Looking Back, Looking Forward

I don't generally spend a lot of time looking back at events in my life, good or bad. They happened, I learned something (hopefully) and moved on. Spending time regretting what happened in the past or wishing things had been different or that I had gone left instead of right, doesn't really change anything. Thinking about what might have been or trying to re-write the past also doesn't fix anything and just makes for an unhappy present.

All I can do with the past is try to learn from my mistakes, carry the good memories and think before I make a similar mistake in the present.

Looking to the future also really has little value. Yes, one must think about where you are going and how you want to get there, but thinking too much about getting someplace else, results in missing the right here and right now.

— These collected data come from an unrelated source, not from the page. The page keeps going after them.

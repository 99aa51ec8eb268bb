//! Roles, access levels and permission grants.

use std::fmt;

use serde::{Deserialize, Serialize};

/// A numeric role identifier.
#[derive(Debug, Clone, Copy, PartialEq, Eq, Hash, PartialOrd, Ord, Serialize, Deserialize)]
#[serde(transparent)]
pub struct Role(pub u16);

impl Role {
    /// The role of anonymous callers.
    pub const DEFAULT: Self = Self(0);
}

impl Default for Role {
    fn default() -> Self {
        Self::DEFAULT
    }
}

impl fmt::Display for Role {
    fn fmt(&self, f: &mut fmt::Formatter<'_>) -> fmt::Result {
        write!(f, "{}", self.0)
    }
}

/// What a grant lets a role do with a field.
#[derive(Debug, Clone, Copy, PartialEq, Eq, Hash, Serialize, Deserialize)]
#[serde(rename_all = "lowercase")]
pub enum AccessLevel {
    /// The field may be selected, filtered and sorted on.
    Read,
    /// The field may be inserted and updated.
    Write,
}

impl AccessLevel {
    const fn bit(self) -> u8 {
        match self {
            Self::Read => 0b01,
            Self::Write => 0b10,
        }
    }
}

/// A grant of access levels to one role.
#[derive(Debug, Clone, Copy, PartialEq, Eq, Hash, Serialize, Deserialize)]
pub struct Permission {
    role: Role,
    levels: u8,
}

impl Permission {
    /// Grants the given levels to a role.
    #[must_use]
    pub fn new(role: Role, levels: &[AccessLevel]) -> Self {
        Self {
            role,
            levels: levels.iter().fold(0, |acc, l| acc | l.bit()),
        }
    }

    /// Grants READ only.
    #[must_use]
    pub fn read_only(role: Role) -> Self {
        Self::new(role, &[AccessLevel::Read])
    }

    /// Grants WRITE only.
    #[must_use]
    pub fn write_only(role: Role) -> Self {
        Self::new(role, &[AccessLevel::Write])
    }

    /// Grants READ and WRITE.
    #[must_use]
    pub fn read_write(role: Role) -> Self {
        Self::new(role, &[AccessLevel::Read, AccessLevel::Write])
    }

    /// Returns the granted role.
    #[must_use]
    pub const fn role(&self) -> Role {
        self.role
    }

    /// Returns true if the grant includes `level`.
    #[must_use]
    pub const fn allows(&self, level: AccessLevel) -> bool {
        self.levels & level.bit() != 0
    }

    /// Returns true if the grant includes every one of `levels`.
    ///
    /// An empty slice is never allowed.
    #[must_use]
    pub fn allows_all(&self, levels: &[AccessLevel]) -> bool {
        !levels.is_empty() && levels.iter().all(|l| self.allows(*l))
    }
}
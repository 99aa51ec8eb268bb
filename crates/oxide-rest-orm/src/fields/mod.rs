//! Field declarations for models.
//!
//! A [`Field`] couples a column name with a value parser (raw query-string
//! text to typed [`Scalar`]), an optional validator for write payloads, and
//! the per-role permission grants that decide who may read or write it.
//!
//! Typed constructors cover the common column types:
//!
//! ```rust
//! use oxide_rest_auth::{Permission, Role};
//! use oxide_rest_orm::fields::Field;
//!
//! let id = Field::int64("id").permission(Permission::read_only(Role::DEFAULT));
//! let name = Field::text("name").permission(Permission::read_write(Role(1)));
//! let born = Field::datetime("born_at", "%Y-%m-%d %H:%M:%S");
//!
//! assert!(id.parse("42").is_ok());
//! assert!(id.parse("forty-two").is_err());
//! ```

mod boolean;
mod char;
mod numeric;
mod relations;
mod temporal;

pub use relations::{Binding, RelationLimit};

use std::fmt;
use std::sync::Arc;

use oxide_rest_auth::{AccessLevel, Permission, Role};
use oxide_rest_core::{ParseValueError, Scalar, ValueParser};

/// Checks a typed value before it is written.
pub type Validator = dyn Fn(&Scalar) -> bool + Send + Sync;

/// A model column with its parser, validator and permission grants.
#[derive(Clone)]
pub struct Field {
    name: String,
    parser: Arc<ValueParser>,
    validator: Option<Arc<Validator>>,
    permissions: Vec<Permission>,
}

impl Field {
    /// Creates a field with a custom value parser.
    pub fn new<F>(name: impl Into<String>, parser: F) -> Self
    where
        F: Fn(&str) -> Result<Scalar, ParseValueError> + Send + Sync + 'static,
    {
        Self {
            name: name.into(),
            parser: Arc::new(parser),
            validator: None,
            permissions: Vec::new(),
        }
    }

    /// Adds a permission grant.
    #[must_use]
    pub fn permission(mut self, permission: Permission) -> Self {
        self.permissions.push(permission);
        self
    }

    /// Sets the write validator.
    #[must_use]
    pub fn validator<F>(mut self, validator: F) -> Self
    where
        F: Fn(&Scalar) -> bool + Send + Sync + 'static,
    {
        self.validator = Some(Arc::new(validator));
        self
    }

    /// Returns the column name.
    #[must_use]
    pub fn name(&self) -> &str {
        &self.name
    }

    /// Returns a shared handle to the value parser.
    #[must_use]
    pub fn parser(&self) -> Arc<ValueParser> {
        Arc::clone(&self.parser)
    }

    /// Parses raw text into a typed value.
    ///
    /// # Errors
    ///
    /// Returns the parser's error if the text is not a valid value.
    pub fn parse(&self, raw: &str) -> Result<Scalar, ParseValueError> {
        (self.parser)(raw)
    }

    /// Runs the validator. A field without one accepts everything.
    #[must_use]
    pub fn validate(&self, value: &Scalar) -> bool {
        self.validator.as_ref().is_none_or(|v| v(value))
    }

    /// Returns the roles granted any of `levels`, or every granted role
    /// when `levels` is empty.
    #[must_use]
    pub fn roles(&self, levels: &[AccessLevel]) -> Vec<Role> {
        self.permissions
            .iter()
            .filter(|p| levels.is_empty() || levels.iter().any(|l| p.allows(*l)))
            .map(Permission::role)
            .collect()
    }

    /// Returns true if `role` holds a grant including `level`.
    #[must_use]
    pub fn allows(&self, role: Role, level: AccessLevel) -> bool {
        self.permissions
            .iter()
            .any(|p| p.role() == role && p.allows(level))
    }
}

impl fmt::Debug for Field {
    fn fmt(&self, f: &mut fmt::Formatter<'_>) -> fmt::Result {
        f.debug_struct("Field")
            .field("name", &self.name)
            .field("validator", &self.validator.is_some())
            .field("permissions", &self.permissions)
            .finish_non_exhaustive()
    }
}

fn invalid(raw: &str, err: impl fmt::Display) -> ParseValueError {
    ParseValueError::new(raw, err.to_string())
}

The future is important, I have to think about the meals for the whole week when shopping and not just what I feel like eating at this very moment, but taking the time to enjoy and savor the food that is currently in my mouth also has a great deal of importance.

Smug-Baby is currently in her last months as an only child. Her whole world is going to change and while I am excited for all the changes our family will see in the future, I want to hold on to her as she is RIGHT. THIS. MOMENT.

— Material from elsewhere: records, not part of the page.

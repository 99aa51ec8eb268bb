//! The driver capability.
//!
//! Everything above this trait is pure text transformation. A driver is the
//! only I/O boundary: it executes statements and owns connection limits,
//! timeouts and retries.

use std::future::Future;
use std::pin::Pin;

use oxide_rest_core::clause::{ClauseSet, Field, Table, Where};
use oxide_rest_core::Scalar;

use crate::error::Result;
use crate::row::Row;

/// A boxed future for async driver operations.
pub type BoxFuture<'a, T> = Pin<Box<dyn Future<Output = T> + Send + 'a>>;

/// What an INSERT reports back.
#[derive(Debug, Clone, PartialEq)]
pub enum Inserted {
    /// The generated primary key.
    Id(Scalar),
    /// The inserted row, for drivers that return it.
    Row(Row),
}

/// Executes compiled statements against a database.
///
/// # Example
///
/// ```rust
/// use oxide_rest_core::clause::{ClauseSet, Field, Table, Where};
/// use oxide_rest_core::Scalar;
/// use oxide_rest_orm::driver::{BoxFuture, Driver, Inserted};
/// use oxide_rest_orm::{Result, Row};
///
/// struct Empty;
///
/// impl Driver for Empty {
///     fn select<'a>(
///         &'a self,
///         _: &'a Table,
///         _: &'a [Field],
///         _: &'a ClauseSet,
///     ) -> BoxFuture<'a, Result<Vec<Row>>> {
///         Box::pin(async { Ok(Vec::new()) })
///     }
///     fn insert<'a>(&'a self, _: &'a Table, _: &'a [Field]) -> BoxFuture<'a, Result<Inserted>> {
///         Box::pin(async { Ok(Inserted::Id(Scalar::Null)) })
///     }
///     fn update<'a>(
///         &'a self,
///         _: &'a Table,
///         _: &'a [Field],
///         _: &'a [Where],
///     ) -> BoxFuture<'a, Result<()>> {
///         Box::pin(async { Ok(()) })
///     }
///     fn delete<'a>(&'a self, _: &'a Table, _: &'a [Where]) -> BoxFuture<'a, Result<()>> {
///         Box::pin(async { Ok(()) })
///     }
///     fn exec<'a>(&'a self, _: &'a [String]) -> BoxFuture<'a, Result<()>> {
///         Box::pin(async { Ok(()) })
///     }
/// }
/// ```
pub trait Driver: Send + Sync {
    /// Runs a SELECT and returns its rows.
    fn select<'a>(
        &'a self,
        table: &'a Table,
        fields: &'a [Field],
        clauses: &'a ClauseSet,
    ) -> BoxFuture<'a, Result<Vec<Row>>>;

    /// Runs an INSERT.
    fn insert<'a>(&'a self, table: &'a Table, fields: &'a [Field])
        -> BoxFuture<'a, Result<Inserted>>;

    /// Runs an UPDATE.
    fn update<'a>(
        &'a self,
        table: &'a Table,
        fields: &'a [Field],
        where_clause: &'a [Where],
    ) -> BoxFuture<'a, Result<()>>;

    /// Runs a DELETE.
    fn delete<'a>(&'a self, table: &'a Table, where_clause: &'a [Where])
        -> BoxFuture<'a, Result<()>>;

    /// Runs raw statements atomically: all of them commit or none does.
    fn exec<'a>(&'a self, statements: &'a [String]) -> BoxFuture<'a, Result<()>>;
}
//! Result rows.
//!
//! A row maps column names to values. Relation expansion adds nested rows
//! under binding names, so a value is either a scalar, a single nested row,
//! or a list of nested rows.

use std::collections::BTreeMap;

use oxide_rest_core::Scalar;
use serde::Serialize;

/// One result row, keyed by column or binding name.
pub type Row = BTreeMap<String, Datum>;

/// A value in a [`Row`].
#[derive(Debug, Clone, PartialEq, Serialize)]
#[serde(untagged)]
pub enum Datum {
    /// A column value.
    Scalar(Scalar),
    /// A single related row (binding limit 1). Empty when nothing matched.
    Object(Row),
    /// Related rows.
    List(Vec<Row>),
}

impl Datum {
    /// Returns the column value, if this is one.
    #[must_use]
    pub const fn as_scalar(&self) -> Option<&Scalar> {
        match self {
            Self::Scalar(s) => Some(s),
            _ => None,
        }
    }

    /// Returns the nested row, if this is one.
    #[must_use]
    pub const fn as_object(&self) -> Option<&Row> {
        match self {
            Self::Object(row) => Some(row),
            _ => None,
        }
    }

    /// Returns the nested rows, if this is a list.
    #[must_use]
    pub fn as_list(&self) -> Option<&[Row]> {
        match self {
            Self::List(rows) => Some(rows),
            _ => None,
        }
    }
}

impl From<Scalar> for Datum {
    fn from(value: Scalar) -> Self {
        Self::Scalar(value)
    }
}

#[cfg(test)]
mod tests {
    use super::*;

    #[test]
    fn test_serialize_nested() {
        let mut author = Row::new();
        author.insert("name".into(), Scalar::Text("Ann".into()).into());

        let mut row = Row::new();
        row.insert("id".into(), Scalar::Int(1).into());
        row.insert("author".into(), Datum::Object(author));
        row.insert("tags".into(), Datum::List(Vec::new()));

        assert_eq!(
            serde_json::to_string(&row).unwrap(),
            r#"{"author":{"name":"Ann"},"id":1,"tags":[]}"#
        );
    }

    #[test]
    fn test_empty_object_serializes_as_object() {
        assert_eq!(serde_json::to_string(&Datum::Object(Row::new())).unwrap(), "{}");
    }
}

I want to savor the times she pulls my face to hers with both hands to kiss me. I want to watch her climb on something new for the first time. I want to spend my here and now taking it all in and recording all the memories of her as she is right now. I want to hold her and kiss her and read to her and play with her.

I look forward to the changes that Little-Smug will bring into our family and I don't look back and wish that I had done things differently with Smug-Baby, because she is right here, right now and I want all my energy to be put into loving her so much and so hard and so deep that she never looks back and feels like I wasn't full of love for her at all times.

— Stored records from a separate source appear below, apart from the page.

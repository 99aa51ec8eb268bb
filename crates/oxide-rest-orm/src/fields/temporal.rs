//! Date and time fields.

use chrono::NaiveDateTime;
use oxide_rest_core::Scalar;

use super::{invalid, Field};

impl Field {
    /// A datetime column in the given `chrono` format.
    ///
    /// Input is parsed and re-formatted, so the value that reaches SQL is
    /// always in canonical form.
    pub fn datetime(name: impl Into<String>, format: impl Into<String>) -> Self {
        let format = format.into();
        Self::new(name, move |raw: &str| {
            NaiveDateTime::parse_from_str(raw, &format)
                .map(|dt| Scalar::Text(dt.format(&format).to_string()))
                .map_err(|e| invalid(raw, e))
        })
    }
}
//! Key grammar: `[NUM:][!][|]NAME[[SUBFIELD]]...`

use std::sync::LazyLock;

use regex::Regex;

use crate::clause::Separator;

static KEY: LazyLock<Regex> = LazyLock::new(|| {
    Regex::new(r"^(?:(\d+):)?([:!|]*)([0-9A-Za-z<=>_-]+)((?:\[[^\[\]]*\])*)$")
        .expect("Invalid key grammar regex")
});

static SUBFIELD: LazyLock<Regex> = LazyLock::new(|| {
    Regex::new(r"\[([^\[\]]*)\]").expect("Invalid subfield regex")
});

/// The structured form of one query-string key.
#[derive(Debug, Clone, PartialEq, Eq)]
pub struct KeyToken {
    /// Explicit ordering number, if the key carried one.
    pub number: Option<u64>,
    /// `:` was present: `name` is an instruction and the field is bracketed.
    pub named: bool,
    /// `!` was present.
    pub negative: bool,
    /// `|` selects OR, otherwise AND.
    pub separator: Separator,
    /// Instruction name (named) or field name (plain).
    pub name: String,
    /// Bracketed subfields in order; `[]` yields an empty string.
    pub subfields: Vec<String>,
}

impl KeyToken {
    /// Tokenizes a decoded key. Returns `None` if it does not match the grammar.
    #[must_use]
    pub fn parse(key: &str) -> Option<Self> {
        let caps = KEY.captures(key)?;
        // An ordering number that does not fit counts as absent.
        let number = caps.get(1).and_then(|m| m.as_str().parse().ok());
        let flags = caps.get(2).map_or("", |m| m.as_str());
        let brackets = caps.get(4).map_or("", |m| m.as_str());

        Some(Self {
            number,
            named: caps.get(1).is_some() || flags.contains(':'),
            negative: flags.contains('!'),
            separator: if flags.contains('|') {
                Separator::Or
            } else {
                Separator::And
            },
            name: caps[3].to_string(),
            subfields: SUBFIELD
                .captures_iter(brackets)
                .map(|c| c[1].to_string())
                .collect(),
        })
    }

    /// Returns the first subfield if it is non-empty.
    #[must_use]
    pub fn field(&self) -> Option<&str> {
        self.subfields
            .first()
            .map(String::as_str)
            .filter(|f| !f.is_empty())
    }
}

I send out this challenge to you, take a moment today and just be. Don't think about what's left on the "to do" list, don't think about how you should have gotten gas while you were out this morning. Instead, sit quietly and look around at your family. Observe what they are all doing right now, think about how wonderful they are and how much you love them. Then get up and go join them in whatever they may be up to. Spend a few minutes (or a few hours!!) just being in the moment with your loved ones, loving them and being close.

Yesterday is over, tomorrow will be here soon enough, today is right now. Enjoy it!!